Ministerium: Nährwertkennzeichnung reicht

Sind wenigstens mittelfristig Initiativen geplant? Im Gesundheitsministerium zucken sie mit den Achseln, verweisen auf das Ressort für Ernährung. Und dort halten sie es für ausreichend, dass Ende 2016 für alle EU-Länder eine verpflichtende Nährwertkennzeichnung kommt. Wenn man wisse, was drin ist, könne man sich bewusst für oder gegen bestimmte Produkte entscheiden, sagt Sprecher Christian Fronczak. „Wir wollen niemanden bevormunden, indem wir ihm sagen, was er zu essen hat und was nicht“.

Tatsächlich ist dem Laien beim versteckten Zucker jedoch auch mit der geplanten Kennzeichnungsvorschrift wenig geholfen. Sprachliche Kreativität nämlich soll den Herstellern weiter erlaubt bleiben. Statt von Zucker ist dann eben auf den Packungen auch künftig „nur“ von Maltodextrose, Fruchtextrakt oder Glukosesirup die Rede.
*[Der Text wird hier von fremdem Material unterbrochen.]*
use crate::error::{Result, WingetauError};
use serde::Deserialize;
use std::env;
use std::fs;
use std::path::{Path, PathBuf};
use std::time::Duration;

pub const INTERVAL_ENV_VAR: &str = "WINGET_AUTOUPDATE_INTERVAL_SECONDS";
pub const EXCLUDE_ENV_VAR: &str = "WINGETAU_EXCLUDE";
pub const LOG_DIR_ENV_VAR: &str = "WINGETAU_LOG_DIR";

/// One hour between checks unless overridden.
pub const DEFAULT_INTERVAL_SECS: u64 = 3600;

pub const CONFIG_FILE_NAME: &str = "wingetau.toml";
pub const LOG_FILE_NAME: &str = "wingetau.log";
pub const SERVICE_NAME: &str = "Winget-AutoUpdate";

/// Runtime configuration, built once at startup and passed by reference.
#[derive(Debug, Clone, PartialEq)]
pub struct Config {
    pub tool_name: String,
    pub tool_search_root: PathBuf,
    pub log_dir: PathBuf,
    pub service_name: String,
    pub check_interval: Duration,
    /// Package ids that are never upgraded
    pub excluded_ids: Vec<String>,
    /// Catalog queried for upgrades
    pub source: String,
    /// Catalog whose agreements are refreshed before listing
    pub refresh_source: String,
    /// Non-fatal problems found while loading, logged once logging is up
    pub warnings: Vec<String>,
}

/// Optional overrides read from `wingetau.toml` in the log directory.
#[derive(Debug, Default, Deserialize)]
#[serde(default, deny_unknown_fields)]
struct FileConfig {
    tool_name: Option<String>,
    tool_search_root: Option<PathBuf>,
    interval_seconds: Option<u64>,
    excluded_ids: Option<Vec<String>>,
    source: Option<String>,
    refresh_source: Option<String>,
}

impl Default for Config {
    fn default() -> Self {
        let (tool_name, tool_search_root, log_dir) = if cfg!(windows) {
            (
                "winget.exe",
                r"C:\Program Files\WindowsApps",
                r"C:\ProgramData\winget-service",
            )
        } else {
            ("winget", "/usr/local/bin", "/var/log/wingetau")
        };

        Self {
            tool_name: tool_name.to_string(),
            tool_search_root: PathBuf::from(tool_search_root),
            log_dir: PathBuf::from(log_dir),
            service_name: SERVICE_NAME.to_string(),
            check_interval: Duration::from_secs(DEFAULT_INTERVAL_SECS),
            excluded_ids: Vec::new(),
            source: "winget".to_string(),
            refresh_source: "msstore".to_string(),
            warnings: Vec::new(),
        }
    }
}

impl Config {
    /// Defaults, then `wingetau.toml` if present, then environment overrides.
    ///
    /// Never fails: an unreadable or invalid file is skipped with a warning
    /// and the remaining sources still apply.
    pub fn load() -> Self {
        Self::load_with(|name| env::var(name).ok())
    }

    fn load_with(var: impl Fn(&str) -> Option<String>) -> Self {
        let mut config = Self::default();

        if let Some(dir) = var(LOG_DIR_ENV_VAR).filter(|dir| !dir.is_empty()) {
            config.log_dir = PathBuf::from(dir);
        }

        let file_path = config.config_file();
        if file_path.is_file() {
            if let Err(err) = config.apply_file(&file_path) {
                config.warnings.push(format!(
                    "Ignoring {}: {err}",
                    file_path.display()
                ));
            }
        }

        // An empty variable counts as unset
        let interval = var(INTERVAL_ENV_VAR).filter(|raw| !raw.trim().is_empty());
        config.apply_env_overrides(interval.as_deref(), var(EXCLUDE_ENV_VAR).as_deref());
        config
    }

    pub fn config_file(&self) -> PathBuf {
        self.log_dir.join(CONFIG_FILE_NAME)
    }

    pub fn log_file(&self) -> PathBuf {
        self.log_dir.join(LOG_FILE_NAME)
    }

    pub fn is_excluded(&self, id: &str) -> bool {
        self.excluded_ids
            .iter()
            .any(|excluded| excluded.eq_ignore_ascii_case(id))
    }

    fn apply_file(&mut self, path: &Path) -> Result<()> {
        let content = fs::read_to_string(path).map_err(|e| {
            WingetauError::Config(format!("Failed to read {}: {e}", path.display()))
        })?;
        let file: FileConfig = toml::from_str(&content)?;

        if let Some(tool_name) = file.tool_name {
            self.tool_name = tool_name;
        }
        if let Some(root) = file.tool_search_root {
            self.tool_search_root = root;
        }
        if let Some(secs) = file.interval_seconds {
            match interval_from_secs(secs) {
                Some(interval) => self.check_interval = interval,
                None => self.warnings.push(format!(
                    "interval_seconds = 0 in {} is invalid, keeping {}s",
                    path.display(),
                    self.check_interval.as_secs()
                )),
            }
        }
        if let Some(ids) = file.excluded_ids {
            self.excluded_ids = ids;
        }
        if let Some(source) = file.source {
            self.source = source;
        }
        if let Some(refresh_source) = file.refresh_source {
            self.refresh_source = refresh_source;
        }
        Ok(())
    }

    fn apply_env_overrides(&mut self, interval: Option<&str>, exclude: Option<&str>) {
        if interval.is_some() {
            self.check_interval = match resolve_interval(interval) {
                Ok(interval) => interval,
                Err(err) => {
                    self.warnings.push(err.to_string());
                    Duration::from_secs(DEFAULT_INTERVAL_SECS)
                }
            };
        }

        if let Some(raw) = exclude {
            self.excluded_ids = raw
                .split(',')
                .map(str::trim)
                .filter(|id| !id.is_empty())
                .map(str::to_string)
                .collect();
        }
    }
}

/// Interpret the interval override; absent means the default.
///
/// Callers fall back to [`DEFAULT_INTERVAL_SECS`] on error after logging it.
pub fn resolve_interval(raw: Option<&str>) -> Result<Duration> {
    let Some(raw) = raw else {
        return Ok(Duration::from_secs(DEFAULT_INTERVAL_SECS));
    };

    raw.trim()
        .parse::<u64>()
        .ok()
        .and_then(interval_from_secs)
        .ok_or_else(|| {
            WingetauError::Config(format!(
                "{INTERVAL_ENV_VAR}='{raw}' is not a positive number of seconds, \
                 falling back to {DEFAULT_INTERVAL_SECS}s"
            ))
        })
}

fn interval_from_secs(secs: u64) -> Option<Duration> {
    (secs > 0).then(|| Duration::from_secs(secs))
}

#[cfg(test)]
mod tests {
    use super::*;
    use tempfile::tempdir;

    #[test]
    fn interval_override_is_used() {
        assert_eq!(
            resolve_interval(Some("120")).unwrap(),
            Duration::from_secs(120)
        );
        assert_eq!(
            resolve_interval(None).unwrap(),
            Duration::from_secs(DEFAULT_INTERVAL_SECS)
        );
    }

    #[test]
    fn unusable_interval_is_a_config_error() {
        for raw in ["abc", "-5", "0", ""] {
            let err = resolve_interval(Some(raw)).unwrap_err();
            assert!(matches!(err, WingetauError::Config(_)));
        }
    }

    #[test]
    fn unparsable_env_interval_falls_back_with_one_warning() {
        let mut config = Config::default();
        config.apply_env_overrides(Some("abc"), None);

        assert_eq!(
            config.check_interval,
            Duration::from_secs(DEFAULT_INTERVAL_SECS)
        );
        assert_eq!(config.warnings.len(), 1);
        assert!(config.warnings[0].contains("abc"));
    }

    #[test]
    fn exclusions_are_split_and_case_insensitive() {
        let mut config = Config::default();
        config.apply_env_overrides(None, Some(" Git.Git, ,Mozilla.Firefox "));

        assert_eq!(config.excluded_ids, vec!["Git.Git", "Mozilla.Firefox"]);
        assert!(config.is_excluded("git.git"));
        assert!(!config.is_excluded("Microsoft.Edge"));
    }

    #[test]
    fn file_values_apply_before_env() {
        let dir = tempdir().unwrap();
        let path = dir.path().join(CONFIG_FILE_NAME);
        fs::write(
            &path,
            "interval_seconds = 600\nsource = \"msstore\"\nexcluded_ids = [\"A.B\"]\n",
        )
        .unwrap();

        let mut config = Config::default();
        config.apply_file(&path).unwrap();
        assert_eq!(config.check_interval, Duration::from_secs(600));
        assert_eq!(config.source, "msstore");

        config.apply_env_overrides(Some("120"), None);
        assert_eq!(config.check_interval, Duration::from_secs(120));
        assert_eq!(config.excluded_ids, vec!["A.B"]);
    }

    fn env_with_log_dir(dir: &Path) -> impl Fn(&str) -> Option<String> {
        let dir = dir.to_string_lossy().into_owned();
        move |name: &str| (name == LOG_DIR_ENV_VAR).then(|| dir.clone())
    }

    #[test]
    fn invalid_file_falls_back_to_defaults_with_a_warning() {
        let dir = tempdir().unwrap();
        fs::write(
            dir.path().join(CONFIG_FILE_NAME),
            "interval_seconds = \"abc\"\n",
        )
        .unwrap();

        let config = Config::load_with(env_with_log_dir(dir.path()));

        assert_eq!(config.log_dir, dir.path());
        assert_eq!(
            config.check_interval,
            Duration::from_secs(DEFAULT_INTERVAL_SECS)
        );
        assert_eq!(config.warnings.len(), 1);
        assert!(config.warnings[0].contains(CONFIG_FILE_NAME));
    }

    #[test]
    fn valid_file_is_picked_up_from_log_dir() {
        let dir = tempdir().unwrap();
        fs::write(dir.path().join(CONFIG_FILE_NAME), "interval_seconds = 900\n").unwrap();

        let config = Config::load_with(env_with_log_dir(dir.path()));

        assert_eq!(config.check_interval, Duration::from_secs(900));
        assert!(config.warnings.is_empty());
    }

    #[test]
    fn unknown_file_keys_are_rejected() {
        let dir = tempdir().unwrap();
        let path = dir.path().join(CONFIG_FILE_NAME);
        fs::write(&path, "intervall = 5\n").unwrap();

        let err = Config::default().apply_file(&path).unwrap_err();
        assert!(matches!(err, WingetauError::TomlConfig(_)));
    }
}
Geschmack passt sich der Dosis an

Dabei wäre es aus AOK-Sicht ein Leichtes, den Zuckerkonsum zu verringern. Es gebe unschädliche Ersatzstoffe, sagt Kolpatzik. Das Bedürfnis nach Zuckerhaltigem lasse sich durch geringere Beimengungen auch unmerklich verringern, die Geschmacksnerven passten sich wie beim Salz der Dosis an. Und Umsatzeinbußen einzelner ließen sich vermeiden, wenn alle Hersteller einer Produktgruppe den Zuckergehalt zeitgleich senkten.

Als erstes müsse die Werbung für zuckerreiche Lebensmittel beschränkt werden, fordert der AOK-Experte. Im TV-Programm für Kinder müsse man, wie schon von Kinderärzten gefordert, komplett darauf verzichten. In Schulen sollten Schokoriegel und Softdrinks gar nicht mehr offeriert werden. Und wenn man mit Selbstverpflichtungen der Industrie nicht weiterkomme, dürfe auch eine Zuckersteuer kein Tabu sein.

Frankreich und England als Vorbild

Frankreich habe das bereits vorgemacht, sagt Kolpatzik. Die dort verhängte Steuer zuckerhaltige Getränke bringe pro Jahr 280 Millionen Euro – mehr, als die Politik deutschen Krankenkassen jetzt per Gesetz für sämtliche Präventionsmaßnahmen abverlangt. Mexiko habe auf die weltweit höchste Adipositas- und Diabetes-Rate ebenfalls mit einer Steuer reagiert – auf Zucker und Fett gleichermaßen. Und in Großbritannien feile ein Bündnis aus Wissenschaft, Industrie und Politik nach einer sehr erfolgreichen Kampagne zur Salzreduktion nun auch an Strategien gegen hohen Zuckerkonsum.

Nur Deutschland sei im Kampf gegen den Zucker bislang ein „weißer Fleck“, klagt die AOK. Und so soll es aus der Sicht des Ernährungsministeriums offenbar auch bleiben. "Wir lehnen eine politische Steuerung des Konsums durch Werbeverbote und Strafsteuern für vermeintlich ungesunde Lebensmittel ab", stellt der Sprecher klar.

Dabei hat sich im Kampf gegen die so genannten Alkopops erwiesen, wie erfolgreich Steuermechanismen auch hierzulande sein können - wenn man denn will. Nachdem die Politik die bei Jugendlichen überaus beliebten Schnapsmischgetränke mit einer Sondersteuer belegt hatte, sank der Absatz binnen eines Jahres um 80 Prozent.